The Covid-19 pandemic crushed vast swaths of the economy, slashing consumer demand, closing businesses, and vaporizing millions of jobs. But it’s been good to the nascent sliver of the digital economy that helps people channel their existing skills into sellable services and products.
Such products range from ebooks and meal plan templates to online classes, podcasts, membership clubs, newsletters, and porn. They proliferate on platforms including Patreon, Twitch, Substack, Etsy, Teachable, Knowable, Podia, Thinkific, Supercast, Lulu, Smashwords, Outschool, OnlyFans, and Gumroad.

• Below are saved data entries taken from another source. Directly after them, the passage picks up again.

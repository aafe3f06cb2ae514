use chrono::Utc;
use rusqlite::{Connection, params};
use rust_decimal::Decimal;

use crate::error::{AppError, Result};
use crate::id::EntityType;
use crate::models::*;

use super::from_row::{
    APP_PURCHASE_COLS, CONTRIBUTION_COLS, INAPP_COLS, REFUND_COLS, USER_COLS, WEBAPP_COLS,
    query_all, query_one,
};

pub fn now() -> i64 {
    Utc::now().timestamp()
}

fn decimal_text(d: Option<Decimal>) -> Option<String> {
    d.map(|d| d.normalize().to_string())
}

// ============ Users ============

pub fn create_user(conn: &Connection, input: &CreateUser) -> Result<User> {
    input.validate()?;
    let id = EntityType::User.gen_id();
    let now = now();
    let email = input.email.trim().to_lowercase();
    let display_name = input
        .display_name
        .clone()
        .unwrap_or_else(|| default_display_name(&email));

    conn.execute(
        "INSERT INTO users (id, email, display_name, source, created_at)
         VALUES (?1, ?2, ?3, ?4, ?5)",
        params![&id, &email, &display_name, input.source.as_ref(), now],
    )?;

    Ok(User {
        id,
        email,
        display_name,
        source: input.source,
        created_at: now,
    })
}

fn default_display_name(email: &str) -> String {
    email.split('@').next().unwrap_or(email).to_string()
}

pub fn get_user_by_id(conn: &Connection, id: &str) -> Result<Option<User>> {
    query_one(
        conn,
        &format!("SELECT {} FROM users WHERE id = ?1", USER_COLS),
        &[&id],
    )
}

pub fn get_user_by_email(conn: &Connection, email: &str) -> Result<Option<User>> {
    let email = email.trim().to_lowercase();
    query_one(
        conn,
        &format!("SELECT {} FROM users WHERE email = ?1", USER_COLS),
        &[&email],
    )
}

/// Look up a user by email, creating one tagged with `source` if absent.
/// Safe to race: the losing insert is ignored and both callers read the
/// same row.
pub fn get_or_create_user(conn: &Connection, email: &str, source: UserSource) -> Result<User> {
    let email = email.trim().to_lowercase();
    if let Some(user) = get_user_by_email(conn, &email)? {
        return Ok(user);
    }

    let created = conn.execute(
        "INSERT OR IGNORE INTO users (id, email, display_name, source, created_at)
         VALUES (?1, ?2, ?3, ?4, ?5)",
        params![
            EntityType::User.gen_id(),
            &email,
            default_display_name(&email),
            source.as_ref(),
            now()
        ],
    )?;
    if created > 0 {
        tracing::info!("Created {} user for {}", source.as_ref(), email);
    }

    get_user_by_email(conn, &email)?
        .ok_or_else(|| AppError::Internal(format!("User {} vanished after insert", email)))
}

// ============ Catalog ============

pub fn create_webapp(conn: &Connection, input: &CreateWebapp) -> Result<Webapp> {
    let id = EntityType::Webapp.gen_id();
    let now = now();

    conn.execute(
        "INSERT INTO webapps (id, name, description, default_locale, solitude_public_id,
                              application_size, price_point, price_amount, currency, has_icon,
                              support_email, developer_email, created_at)
         VALUES (?1, ?2, ?3, ?4, ?5, ?6, ?7, ?8, ?9, ?10, ?11, ?12, ?13)",
        params![
            &id,
            &input.name,
            &input.description,
            &input.default_locale,
            &input.solitude_public_id,
            input.application_size,
            &input.price_point,
            decimal_text(input.price_amount),
            &input.currency,
            input.has_icon as i32,
            &input.support_email,
            &input.developer_email,
            now,
        ],
    )?;

    Ok(Webapp {
        id,
        name: input.name.clone(),
        description: input.description.clone(),
        default_locale: input.default_locale.clone(),
        solitude_public_id: input.solitude_public_id.clone(),
        application_size: input.application_size,
        price_point: input.price_point.clone(),
        price_amount: input.price_amount,
        currency: input.currency.clone(),
        has_icon: input.has_icon,
        support_email: input.support_email.clone(),
        developer_email: input.developer_email.clone(),
        created_at: now,
    })
}

pub fn get_webapp_by_id(conn: &Connection, id: &str) -> Result<Option<Webapp>> {
    query_one(
        conn,
        &format!("SELECT {} FROM webapps WHERE id = ?1", WEBAPP_COLS),
        &[&id],
    )
}

pub fn create_inapp_product(conn: &Connection, input: &CreateInAppProduct) -> Result<InAppProduct> {
    let id = EntityType::InAppProduct.gen_id();
    let now = now();
    let simulate = input
        .simulate
        .as_ref()
        .map(serde_json::to_string)
        .transpose()?;

    conn.execute(
        "INSERT INTO inapp_products (id, webapp_id, name, logo_url, price_point, price_amount,
                                     currency, simulate, created_at)
         VALUES (?1, ?2, ?3, ?4, ?5, ?6, ?7, ?8, ?9)",
        params![
            &id,
            &input.webapp_id,
            &input.name,
            &input.logo_url,
            &input.price_point,
            decimal_text(Some(input.price_amount)),
            &input.currency,
            simulate,
            now,
        ],
    )?;

    Ok(InAppProduct {
        id,
        webapp_id: input.webapp_id.clone(),
        name: input.name.clone(),
        logo_url: input.logo_url.clone(),
        price_point: input.price_point.clone(),
        price_amount: input.price_amount,
        currency: input.currency.clone(),
        simulate: input.simulate.clone(),
        created_at: now,
    })
}

pub fn get_inapp_product_by_id(conn: &Connection, id: &str) -> Result<Option<InAppProduct>> {
    query_one(
        conn,
        &format!("SELECT {} FROM inapp_products WHERE id = ?1", INAPP_COLS),
        &[&id],
    )
}

// ============ Contributions ============

pub fn create_contribution(conn: &Connection, input: &CreateContribution) -> Result<Contribution> {
    let id = EntityType::Contribution.gen_id();
    let now = now();

    conn.execute(
        "INSERT INTO contributions (id, uuid, transaction_id, type, amount, currency, webapp_id,
                                    inapp_product_id, user_id, related_id, source, source_locale,
                                    price_point, created_at, modified_at)
         VALUES (?1, ?2, ?3, ?4, ?5, ?6, ?7, ?8, ?9, ?10, ?11, ?12, ?13, ?14, ?15)",
        params![
            &id,
            &input.uuid,
            &input.transaction_id,
            input.contrib_type.as_ref(),
            decimal_text(input.amount),
            &input.currency,
            input.product.webapp_id(),
            input.product.inapp_id(),
            &input.user_id,
            &input.related_id,
            &input.source,
            &input.source_locale,
            &input.price_point,
            now,
            now,
        ],
    )?;

    Ok(Contribution {
        id,
        uuid: input.uuid.clone(),
        transaction_id: input.transaction_id.clone(),
        contrib_type: input.contrib_type,
        amount: input.amount,
        currency: input.currency.clone(),
        product: input.product.clone(),
        user_id: input.user_id.clone(),
        related_id: input.related_id.clone(),
        source: input.source.clone(),
        source_locale: input.source_locale.clone(),
        price_point: input.price_point.clone(),
        created_at: now,
        modified_at: now,
    })
}

pub fn get_contribution_by_id(conn: &Connection, id: &str) -> Result<Option<Contribution>> {
    query_one(
        conn,
        &format!("SELECT {} FROM contributions WHERE id = ?1", CONTRIBUTION_COLS),
        &[&id],
    )
}

pub fn get_contribution_by_uuid(conn: &Connection, uuid: &str) -> Result<Option<Contribution>> {
    query_one(
        conn,
        &format!("SELECT {} FROM contributions WHERE uuid = ?1", CONTRIBUTION_COLS),
        &[&uuid],
    )
}

/// Refund or chargeback row recorded against a purchase, if any.
pub fn get_reversal_for(conn: &Connection, purchase_id: &str) -> Result<Option<Contribution>> {
    query_one(
        conn,
        &format!(
            "SELECT {} FROM contributions WHERE related_id = ?1",
            CONTRIBUTION_COLS
        ),
        &[&purchase_id],
    )
}

/// Record the processor's transaction id on a reversal that was created
/// locally without one. Returns false if the row already carries an id.
pub fn attach_reversal_transaction(conn: &Connection, id: &str, transaction_id: &str) -> Result<bool> {
    let affected = conn.execute(
        "UPDATE contributions SET transaction_id = ?1, modified_at = ?2
         WHERE id = ?3 AND related_id IS NOT NULL AND transaction_id IS NULL",
        params![transaction_id, now(), id],
    )?;
    Ok(affected > 0)
}

pub fn list_contributions_for_user(conn: &Connection, user_id: &str) -> Result<Vec<Contribution>> {
    query_all(
        conn,
        &format!(
            "SELECT {} FROM contributions WHERE user_id = ?1 ORDER BY created_at, id",
            CONTRIBUTION_COLS
        ),
        &[&user_id],
    )
}

/// Fields written when a postback confirms a purchase.
#[derive(Debug, Clone)]
pub struct PurchaseCompletion<'a> {
    pub transaction_id: &'a str,
    pub amount: Option<Decimal>,
    pub currency: &'a str,
    pub user_id: Option<&'a str>,
}

/// Atomically move a pending contribution to PURCHASE.
/// Returns false if the row was not pending any more (another delivery won).
pub fn try_complete_purchase(
    conn: &Connection,
    uuid: &str,
    completion: &PurchaseCompletion<'_>,
) -> Result<bool> {
    let affected = conn.execute(
        "UPDATE contributions
         SET type = ?1, transaction_id = ?2, amount = COALESCE(?3, amount), currency = ?4,
             user_id = COALESCE(?5, user_id), modified_at = ?6
         WHERE uuid = ?7 AND type = ?8 AND transaction_id IS NULL",
        params![
            ContributionType::Purchase.as_ref(),
            completion.transaction_id,
            decimal_text(completion.amount),
            completion.currency,
            completion.user_id,
            now(),
            uuid,
            ContributionType::Pending.as_ref(),
        ],
    )?;
    Ok(affected > 0)
}

// ============ Refunds ============

pub fn get_refund_for_contribution(conn: &Connection, contribution_id: &str) -> Result<Option<Refund>> {
    query_one(
        conn,
        &format!(
            "SELECT {} FROM refunds WHERE contribution_id = ?1",
            REFUND_COLS
        ),
        &[&contribution_id],
    )
}

/// Insert or overwrite the refund row for its contribution.
pub fn save_refund(conn: &Connection, refund: &Refund) -> Result<()> {
    conn.execute(
        "INSERT INTO refunds (id, contribution_id, status, requested_at, approved_at, declined_at,
                              refund_reason, rejection_reason, actor_id, created_at, modified_at)
         VALUES (?1, ?2, ?3, ?4, ?5, ?6, ?7, ?8, ?9, ?10, ?11)
         ON CONFLICT(contribution_id) DO UPDATE SET
             status = excluded.status,
             requested_at = excluded.requested_at,
             approved_at = excluded.approved_at,
             declined_at = excluded.declined_at,
             refund_reason = excluded.refund_reason,
             rejection_reason = excluded.rejection_reason,
             actor_id = excluded.actor_id,
             modified_at = excluded.modified_at",
        params![
            &refund.id,
            &refund.contribution_id,
            refund.status.as_ref(),
            refund.requested_at,
            refund.approved_at,
            refund.declined_at,
            &refund.refund_reason,
            &refund.rejection_reason,
            &refund.actor_id,
            refund.created_at,
            refund.modified_at,
        ],
    )?;
    Ok(())
}

// ============ App Ownership ============

pub fn get_app_purchase(
    conn: &Connection,
    webapp_id: &str,
    user_id: &str,
) -> Result<Option<AppPurchase>> {
    query_one(
        conn,
        &format!(
            "SELECT {} FROM app_purchases WHERE webapp_id = ?1 AND user_id = ?2",
            APP_PURCHASE_COLS
        ),
        &[&webapp_id, &user_id],
    )
}

/// Record (or restore) ownership of an app after a confirmed purchase.
pub fn upsert_app_purchase(
    conn: &Connection,
    webapp_id: &str,
    user_id: &str,
    status: OwnershipStatus,
) -> Result<()> {
    let now = now();
    conn.execute(
        "INSERT INTO app_purchases (id, webapp_id, user_id, status, created_at, modified_at)
         VALUES (?1, ?2, ?3, ?4, ?5, ?5)
         ON CONFLICT(webapp_id, user_id) DO UPDATE SET
             status = excluded.status,
             modified_at = excluded.modified_at",
        params![
            EntityType::AppPurchase.gen_id(),
            webapp_id,
            user_id,
            status.as_ref(),
            now
        ],
    )?;
    Ok(())
}

/// Returns false when there is no ownership row to update.
pub fn set_app_purchase_status(
    conn: &Connection,
    webapp_id: &str,
    user_id: &str,
    status: OwnershipStatus,
) -> Result<bool> {
    let affected = conn.execute(
        "UPDATE app_purchases SET status = ?1, modified_at = ?2
         WHERE webapp_id = ?3 AND user_id = ?4",
        params![status.as_ref(), now(), webapp_id, user_id],
    )?;
    Ok(affected > 0)
}

pub fn user_owns_app(conn: &Connection, webapp_id: &str, user_id: &str) -> Result<bool> {
    Ok(get_app_purchase(conn, webapp_id, user_id)?
        .is_some_and(|p| p.status == OwnershipStatus::Purchased))
}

These platforms generally take a cut of each sale made, ranging from 5% to 50%, or charge a recurring fee to sellers for accessing their market. Tech investors have dubbed this the “passion economy,” a place where anyone can profit doing what she loves. But because that term risks both exaggerating the payoffs of this work and obscuring its ties to the gig economy, the last great labor “disruption,” we might better call it the “hustle economy:” an online labor market in which platform-dependent workers create and monetize their own digital products. Like Uber drivers or Instacart shoppers, workers in the hustle economy need a platform to succeed. But their work is individualized, self-directed, and on their own schedule — one “creator” can’t substitute for another.